# Hybrid mallard/shoveler!!!!



## tommy261 (May 3, 2006)

While hunting this morning I heard a deep ,raspy quack come from behind me and as I turned all I saw was orange feet with a dark colored chest; surely it is a mallard or is it? Once deja retrieved the bird I saw the spoonbill on the bird with the wing speculum of a mallard. I showed it to the game warden and he said it was definitly a hybrid. The warden said he has never seen one in person for the 15 years of being a game warden. I have shot a lot of banded birds but never a hybrid.. Check out the pics. Tommy261

oh the difference is the shoveler drake has a black bill (hybrid has a yellow bill)both have the spoonbill. 
The shoveler has a white chest with dark mid-section (the hybrid has a chestnut color chest with a white mid-section).
The wing of the shoveler is a grayish blue patch, white center,and green bordering the bottom of the speculum. (The hybrid has the wing of a mallard; white borders around the green of the speculum). The wing on the hybrid is that of a mallard but green instead of the royal blue, bordered in white... pretty crazy..


----------



## aneel (Oct 8, 2005)

Pretty neat!Congrats on the kill.


----------



## cinnaman (May 14, 2006)

Man Tommy, that duck won't win any beauty contest. Looks like something you would see in a carnival show. "The lost duck of Bora Bora"


----------



## Canard Gris (Oct 23, 2006)

Congrats on shooting a hybrid.


Are you going to have it mounted?

And it just goes to show that a mallard will mate with ANYTHING as long as it has feathers and two legs.


----------



## tommy261 (May 3, 2006)

*mounted*

I would have had it mounted if the plumage of the bird would have been better. The full bred shoveler had perfect plumage. They are both ugly but when you get one that is a mixed breed it is pretty neat.


----------



## jamesgreeson (Jan 31, 2006)

Bet they taste the same !ugly


----------



## tommy261 (May 3, 2006)

*ducks*

I actually eat a lot of ducks, and can not tell the difference of any when wrapped in bacon with jalapeno-onion. If I get a lot of ducks in a season I will make as much jerky as possible. you will never be able to tell whether it is diving ducks or puddle ducks. I just hate anything going to waste... Tommy261


----------



## Pintabo (Feb 8, 2006)

*Hybrid Teal*

Congrats on the kill, probably won't ever shoot a hybrid again in your lifetime.

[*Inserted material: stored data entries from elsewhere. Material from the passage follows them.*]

pub trait ToBase58String {
  fn to_b58(&self) -> String;
}

impl ToBase58String for [u8; 32] {
  fn to_b58(&self) -> String {
    bs58::encode(self).into_string()
  }
}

I shot a hybrid 2 years ago near El Campo, and yes it is ugly too. It is a Cimmanmon & Blue Wing cross, I think. Has cinn. coloring on the underside, but the head has markings of a blue wing drake. The bill is a dark color with dark eyes, compared to the bright red eyes of a true cinnamon.

The year before, my buddy shot a cinnamon and got it mounted. He was so proud b/c they are rare. So he was not happy when I one upped him the next year with a hybrid cinnamon.

Cory


----------



## jay07ag (Mar 22, 2006)

thats awesome...a Cinnablue!


----------



## wschorp (Jun 1, 2004)

*Mix*

3 years ago in anahuac I shot a spec / snow goose mix.

WS


----------



## Kornbread (Nov 21, 2007)

awsome pics and congrats.......thanks for the help tommy, we'll catch up together sometime and hunt over there next month, I get back from work on the 1st. Catcha ya then.


----------



## Bayscout22 (Aug 9, 2007)

*Teal Hybrid*

A buddy shot this teal hybrid in Mazatlan, Sinaloa (Mexico) last year.


----------



## capn (Aug 11, 2005)

The two of you have hybrid cinnamon's that are almost identical. Pretty neat! I wonder if they might actually be greenwing crosses? The pattern on the head reminds me more of a greenwing teal than a bluewing. Could also be a color phase of cinnamons, who knows.

The mallard/spooner is a neat bird as well.


----------



## huntinguy (Aug 22, 2005)

Very cool birds indeed, some friends and I killed a mallard x pintail drake a few years ago. Neat stuff. Congrats


----------